(Saved entries)
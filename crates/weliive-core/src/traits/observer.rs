// SPDX-FileCopyrightText: 2026 Weliive Contributors
// SPDX-License-Identifier: MIT OR Apache-2.0

//! Message observer trait.

use crate::error::WeliiveError;
use crate::types::Message;

/// Receives every message appended to a message store.
///
/// Called synchronously, in registration order, before `add_message`
/// returns. Errors are logged by the store and never propagated.
pub trait MessageObserver: Send + Sync {
    fn on_message(&self, message: &Message) -> Result<(), WeliiveError>;
}

impl<F> MessageObserver for F
where
    F: Fn(&Message) -> Result<(), WeliiveError> + Send + Sync,
{
    fn on_message(&self, message: &Message) -> Result<(), WeliiveError> {
        self(message)
    }
}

• [EXERCISE]:
Count every line above that holds the word "store", and state the number and nothing more.

• [RESPONSE]:
2